//! # Commands
//!
//! One module per subcommand. Each handler takes the shared pricing rules
//! and a writer, so tests can capture output without a subprocess.
//!
//! | Command   | Handler                 |
//! |-----------|-------------------------|
//! | `demo`    | [`demo::run_demo`]      |
//! | `total`   | [`total::run_total`]    |
//! | `catalog` | [`catalog::run_catalog`] |

pub mod catalog;
pub mod demo;
pub mod total;

/// Width of the separator rules in text output.
pub(crate) const RULE_WIDTH: usize = 60;

pub(crate) fn rule(ch: char) -> String {
    ch.to_string().repeat(RULE_WIDTH)
}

- [What is needed]: Word for word and line for line, give the material again.

- [Expected answer]:
//! # Commands
//!
//! One module per subcommand. Each handler takes the shared pricing rules
//! and a writer, so tests can capture output without a subprocess.
//!
//! | Command   | Handler                 |
//! |-----------|-------------------------|
//! | `demo`    | [`demo::run_demo`]      |
//! | `total`   | [`total::run_total`]    |
//! | `catalog` | [`catalog::run_catalog`] |

pub mod catalog;
pub mod demo;
pub mod total;

/// Width of the separator rules in text output.
pub(crate) const RULE_WIDTH: usize = 60;

pub(crate) fn rule(ch: char) -> String {
    ch.to_string().repeat(RULE_WIDTH)
}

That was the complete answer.